++++ Data for review ++++

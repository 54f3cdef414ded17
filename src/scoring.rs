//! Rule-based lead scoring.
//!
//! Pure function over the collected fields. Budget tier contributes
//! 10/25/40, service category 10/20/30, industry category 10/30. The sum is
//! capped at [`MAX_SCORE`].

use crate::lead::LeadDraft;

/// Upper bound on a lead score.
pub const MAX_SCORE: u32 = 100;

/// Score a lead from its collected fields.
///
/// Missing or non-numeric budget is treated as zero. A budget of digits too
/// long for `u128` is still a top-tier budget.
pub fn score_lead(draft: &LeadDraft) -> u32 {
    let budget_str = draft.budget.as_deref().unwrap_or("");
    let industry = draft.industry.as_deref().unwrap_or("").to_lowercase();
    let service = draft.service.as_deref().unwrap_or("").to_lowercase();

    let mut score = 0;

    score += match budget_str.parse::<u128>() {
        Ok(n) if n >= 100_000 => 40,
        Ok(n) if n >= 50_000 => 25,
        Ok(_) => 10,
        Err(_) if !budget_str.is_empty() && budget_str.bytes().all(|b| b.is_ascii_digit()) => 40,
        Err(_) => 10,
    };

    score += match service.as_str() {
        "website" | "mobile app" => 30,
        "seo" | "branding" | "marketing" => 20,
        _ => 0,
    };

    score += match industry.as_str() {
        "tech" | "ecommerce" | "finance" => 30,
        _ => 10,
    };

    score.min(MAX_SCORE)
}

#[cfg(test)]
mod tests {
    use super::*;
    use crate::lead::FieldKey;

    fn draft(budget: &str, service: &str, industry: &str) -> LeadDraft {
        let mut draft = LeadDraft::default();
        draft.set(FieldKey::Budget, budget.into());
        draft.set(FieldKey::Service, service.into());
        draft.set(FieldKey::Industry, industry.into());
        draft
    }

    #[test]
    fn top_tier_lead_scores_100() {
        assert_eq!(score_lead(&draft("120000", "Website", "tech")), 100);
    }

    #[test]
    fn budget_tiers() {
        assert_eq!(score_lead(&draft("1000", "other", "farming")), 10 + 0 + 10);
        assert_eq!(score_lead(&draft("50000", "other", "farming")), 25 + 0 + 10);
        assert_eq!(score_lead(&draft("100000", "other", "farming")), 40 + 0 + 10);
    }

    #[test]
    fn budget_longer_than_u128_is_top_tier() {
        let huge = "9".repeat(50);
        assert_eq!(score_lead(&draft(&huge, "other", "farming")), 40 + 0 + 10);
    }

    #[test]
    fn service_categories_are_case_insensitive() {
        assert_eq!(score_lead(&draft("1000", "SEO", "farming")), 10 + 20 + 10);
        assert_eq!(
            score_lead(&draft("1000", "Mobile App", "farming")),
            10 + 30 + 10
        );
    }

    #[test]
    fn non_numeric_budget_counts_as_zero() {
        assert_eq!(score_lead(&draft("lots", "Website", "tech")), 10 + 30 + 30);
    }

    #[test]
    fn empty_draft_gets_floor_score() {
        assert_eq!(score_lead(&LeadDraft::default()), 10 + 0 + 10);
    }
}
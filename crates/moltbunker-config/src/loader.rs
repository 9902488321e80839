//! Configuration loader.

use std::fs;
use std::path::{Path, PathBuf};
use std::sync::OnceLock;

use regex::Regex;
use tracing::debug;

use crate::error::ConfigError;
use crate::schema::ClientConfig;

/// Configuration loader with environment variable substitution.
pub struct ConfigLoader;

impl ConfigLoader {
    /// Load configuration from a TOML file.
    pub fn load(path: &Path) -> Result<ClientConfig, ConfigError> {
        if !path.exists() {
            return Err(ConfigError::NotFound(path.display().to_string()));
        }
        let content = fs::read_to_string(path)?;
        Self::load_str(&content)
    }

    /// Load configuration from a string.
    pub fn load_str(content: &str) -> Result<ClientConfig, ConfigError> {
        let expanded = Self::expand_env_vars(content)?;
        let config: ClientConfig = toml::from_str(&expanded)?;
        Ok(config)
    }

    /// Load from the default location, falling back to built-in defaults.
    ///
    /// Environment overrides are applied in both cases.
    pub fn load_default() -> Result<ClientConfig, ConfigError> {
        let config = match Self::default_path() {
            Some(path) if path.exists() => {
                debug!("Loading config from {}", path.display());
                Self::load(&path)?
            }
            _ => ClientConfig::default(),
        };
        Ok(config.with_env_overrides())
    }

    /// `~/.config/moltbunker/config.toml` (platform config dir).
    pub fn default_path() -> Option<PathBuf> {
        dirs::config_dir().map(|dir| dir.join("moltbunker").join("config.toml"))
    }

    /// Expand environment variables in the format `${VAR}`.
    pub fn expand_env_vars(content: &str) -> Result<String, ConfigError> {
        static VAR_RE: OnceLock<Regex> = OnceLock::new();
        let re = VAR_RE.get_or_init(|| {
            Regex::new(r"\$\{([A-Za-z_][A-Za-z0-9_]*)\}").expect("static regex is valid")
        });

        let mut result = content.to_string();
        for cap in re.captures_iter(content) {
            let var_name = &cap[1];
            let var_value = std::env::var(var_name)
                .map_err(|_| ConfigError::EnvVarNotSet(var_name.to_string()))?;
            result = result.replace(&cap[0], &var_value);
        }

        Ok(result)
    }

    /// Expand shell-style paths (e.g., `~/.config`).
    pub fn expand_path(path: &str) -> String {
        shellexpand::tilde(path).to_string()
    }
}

++++
++++ Data for review ++++

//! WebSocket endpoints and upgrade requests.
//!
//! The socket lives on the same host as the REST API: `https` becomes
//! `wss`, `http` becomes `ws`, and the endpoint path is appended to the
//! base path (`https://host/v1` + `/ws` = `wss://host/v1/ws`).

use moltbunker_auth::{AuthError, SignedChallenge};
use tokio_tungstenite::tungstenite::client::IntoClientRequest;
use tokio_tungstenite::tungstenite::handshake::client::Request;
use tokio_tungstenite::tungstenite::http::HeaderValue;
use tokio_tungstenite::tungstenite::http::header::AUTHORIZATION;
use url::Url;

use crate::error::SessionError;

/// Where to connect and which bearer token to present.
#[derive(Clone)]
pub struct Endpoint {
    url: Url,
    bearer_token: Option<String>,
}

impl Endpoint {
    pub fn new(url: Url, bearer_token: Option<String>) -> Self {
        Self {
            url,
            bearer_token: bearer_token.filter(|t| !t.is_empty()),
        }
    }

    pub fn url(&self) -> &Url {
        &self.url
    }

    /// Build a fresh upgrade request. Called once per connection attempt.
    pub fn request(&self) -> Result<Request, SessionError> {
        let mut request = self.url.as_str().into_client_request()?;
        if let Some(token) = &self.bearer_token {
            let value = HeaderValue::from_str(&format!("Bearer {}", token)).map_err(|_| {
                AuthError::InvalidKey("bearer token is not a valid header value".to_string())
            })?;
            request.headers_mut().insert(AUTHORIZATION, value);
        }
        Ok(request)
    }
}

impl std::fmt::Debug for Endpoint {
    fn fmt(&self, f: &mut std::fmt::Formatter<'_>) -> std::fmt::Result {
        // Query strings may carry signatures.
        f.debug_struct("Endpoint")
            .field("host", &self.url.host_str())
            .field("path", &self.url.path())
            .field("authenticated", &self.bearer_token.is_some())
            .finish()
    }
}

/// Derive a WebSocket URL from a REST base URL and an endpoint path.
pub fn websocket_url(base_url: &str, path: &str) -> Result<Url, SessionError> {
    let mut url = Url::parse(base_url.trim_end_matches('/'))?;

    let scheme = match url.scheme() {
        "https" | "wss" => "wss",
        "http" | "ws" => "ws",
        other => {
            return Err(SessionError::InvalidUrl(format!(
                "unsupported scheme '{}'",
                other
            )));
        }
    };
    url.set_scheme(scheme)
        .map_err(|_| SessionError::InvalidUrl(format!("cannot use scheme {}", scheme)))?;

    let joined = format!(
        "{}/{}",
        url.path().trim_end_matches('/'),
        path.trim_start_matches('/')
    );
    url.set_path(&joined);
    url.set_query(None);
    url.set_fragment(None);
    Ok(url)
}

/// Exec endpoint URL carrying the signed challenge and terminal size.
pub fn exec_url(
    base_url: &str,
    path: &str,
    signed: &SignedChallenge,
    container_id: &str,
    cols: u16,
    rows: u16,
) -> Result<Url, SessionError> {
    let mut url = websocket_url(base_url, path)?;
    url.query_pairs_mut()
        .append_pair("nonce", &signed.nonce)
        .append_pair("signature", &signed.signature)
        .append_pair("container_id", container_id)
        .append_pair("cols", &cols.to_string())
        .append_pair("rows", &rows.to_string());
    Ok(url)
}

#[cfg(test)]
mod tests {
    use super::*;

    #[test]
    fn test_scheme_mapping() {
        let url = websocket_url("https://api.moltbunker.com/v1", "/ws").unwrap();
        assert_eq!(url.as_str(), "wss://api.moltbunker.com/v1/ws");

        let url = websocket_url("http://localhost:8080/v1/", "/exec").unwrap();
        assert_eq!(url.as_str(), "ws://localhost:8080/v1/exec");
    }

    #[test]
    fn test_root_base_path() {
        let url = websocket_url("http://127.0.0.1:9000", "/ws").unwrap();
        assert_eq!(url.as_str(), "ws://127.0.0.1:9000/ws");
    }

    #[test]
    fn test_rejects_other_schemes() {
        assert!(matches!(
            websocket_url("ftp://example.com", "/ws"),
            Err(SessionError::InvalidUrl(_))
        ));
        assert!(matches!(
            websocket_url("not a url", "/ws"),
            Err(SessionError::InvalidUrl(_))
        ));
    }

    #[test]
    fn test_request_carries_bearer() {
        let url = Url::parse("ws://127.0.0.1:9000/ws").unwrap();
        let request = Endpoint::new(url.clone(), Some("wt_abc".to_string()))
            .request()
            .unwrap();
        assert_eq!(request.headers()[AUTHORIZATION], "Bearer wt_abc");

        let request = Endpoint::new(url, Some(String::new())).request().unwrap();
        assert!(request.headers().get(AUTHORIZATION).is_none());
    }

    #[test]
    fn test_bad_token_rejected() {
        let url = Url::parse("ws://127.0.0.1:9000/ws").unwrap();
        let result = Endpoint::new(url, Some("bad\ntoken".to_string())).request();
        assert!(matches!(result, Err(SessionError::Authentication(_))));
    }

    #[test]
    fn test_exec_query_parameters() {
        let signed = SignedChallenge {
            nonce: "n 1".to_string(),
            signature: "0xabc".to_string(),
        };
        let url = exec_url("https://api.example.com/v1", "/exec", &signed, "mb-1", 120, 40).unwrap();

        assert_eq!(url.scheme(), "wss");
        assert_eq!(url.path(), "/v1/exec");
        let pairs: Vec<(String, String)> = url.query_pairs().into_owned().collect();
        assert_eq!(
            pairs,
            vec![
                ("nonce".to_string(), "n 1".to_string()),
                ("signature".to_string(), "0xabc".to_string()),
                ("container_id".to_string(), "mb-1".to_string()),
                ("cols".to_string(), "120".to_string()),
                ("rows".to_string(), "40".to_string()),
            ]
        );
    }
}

++++
++++ Data for review ++++

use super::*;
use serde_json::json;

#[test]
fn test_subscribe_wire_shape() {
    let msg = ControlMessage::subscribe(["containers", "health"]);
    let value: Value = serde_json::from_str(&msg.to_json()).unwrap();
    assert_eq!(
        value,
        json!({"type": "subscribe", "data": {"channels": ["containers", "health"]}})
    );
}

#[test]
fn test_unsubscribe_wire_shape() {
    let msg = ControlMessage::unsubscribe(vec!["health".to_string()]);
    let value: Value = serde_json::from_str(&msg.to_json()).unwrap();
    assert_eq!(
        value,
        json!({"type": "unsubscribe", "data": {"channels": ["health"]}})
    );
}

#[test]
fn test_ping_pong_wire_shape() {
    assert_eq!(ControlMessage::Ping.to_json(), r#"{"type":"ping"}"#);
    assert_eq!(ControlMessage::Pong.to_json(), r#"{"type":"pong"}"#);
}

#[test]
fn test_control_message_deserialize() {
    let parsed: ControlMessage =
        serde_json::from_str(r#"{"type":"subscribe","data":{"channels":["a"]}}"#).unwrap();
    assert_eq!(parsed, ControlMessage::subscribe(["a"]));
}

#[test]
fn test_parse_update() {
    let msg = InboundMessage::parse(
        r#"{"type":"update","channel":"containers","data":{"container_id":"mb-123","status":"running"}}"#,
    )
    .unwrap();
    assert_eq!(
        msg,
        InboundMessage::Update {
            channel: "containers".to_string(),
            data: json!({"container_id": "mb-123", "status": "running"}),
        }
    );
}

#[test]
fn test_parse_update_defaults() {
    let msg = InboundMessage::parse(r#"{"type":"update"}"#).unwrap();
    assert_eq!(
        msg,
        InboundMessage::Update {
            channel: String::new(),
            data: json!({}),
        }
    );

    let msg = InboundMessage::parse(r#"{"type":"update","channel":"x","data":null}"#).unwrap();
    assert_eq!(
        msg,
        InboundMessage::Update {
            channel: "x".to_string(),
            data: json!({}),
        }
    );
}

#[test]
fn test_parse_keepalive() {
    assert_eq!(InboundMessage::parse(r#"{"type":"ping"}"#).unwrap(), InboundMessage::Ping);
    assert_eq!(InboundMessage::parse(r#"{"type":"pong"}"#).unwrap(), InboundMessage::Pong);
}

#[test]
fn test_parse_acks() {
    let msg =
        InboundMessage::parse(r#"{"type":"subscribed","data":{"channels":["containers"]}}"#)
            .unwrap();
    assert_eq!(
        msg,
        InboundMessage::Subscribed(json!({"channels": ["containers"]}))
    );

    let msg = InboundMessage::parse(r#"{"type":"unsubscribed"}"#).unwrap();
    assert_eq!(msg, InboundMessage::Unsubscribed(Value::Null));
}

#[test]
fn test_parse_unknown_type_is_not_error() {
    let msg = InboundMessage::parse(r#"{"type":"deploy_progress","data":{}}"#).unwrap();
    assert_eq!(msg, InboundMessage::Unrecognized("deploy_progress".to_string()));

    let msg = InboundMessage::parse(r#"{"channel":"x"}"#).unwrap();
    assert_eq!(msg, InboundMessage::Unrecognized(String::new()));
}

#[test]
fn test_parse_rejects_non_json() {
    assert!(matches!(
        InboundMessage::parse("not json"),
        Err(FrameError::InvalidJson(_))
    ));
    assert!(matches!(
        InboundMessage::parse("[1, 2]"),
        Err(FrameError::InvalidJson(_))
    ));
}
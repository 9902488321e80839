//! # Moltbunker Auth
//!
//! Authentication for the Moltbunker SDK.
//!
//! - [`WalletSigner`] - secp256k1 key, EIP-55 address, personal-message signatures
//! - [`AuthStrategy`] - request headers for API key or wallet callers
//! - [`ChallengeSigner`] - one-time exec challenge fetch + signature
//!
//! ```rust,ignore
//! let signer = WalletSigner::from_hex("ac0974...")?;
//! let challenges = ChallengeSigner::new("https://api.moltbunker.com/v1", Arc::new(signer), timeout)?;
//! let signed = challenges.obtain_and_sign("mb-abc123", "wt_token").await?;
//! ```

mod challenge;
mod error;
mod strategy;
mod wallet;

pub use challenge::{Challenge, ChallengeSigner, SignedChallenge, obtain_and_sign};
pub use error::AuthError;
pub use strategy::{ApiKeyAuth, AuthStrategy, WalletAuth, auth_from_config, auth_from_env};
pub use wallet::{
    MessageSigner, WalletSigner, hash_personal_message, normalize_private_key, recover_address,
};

++++

> _How to complete this task_: From the entries, report each line that includes the word "upgrade".

> _Problem solution_:
//! WebSocket endpoints and upgrade requests.
    /// Build a fresh upgrade request. Called once per connection attempt.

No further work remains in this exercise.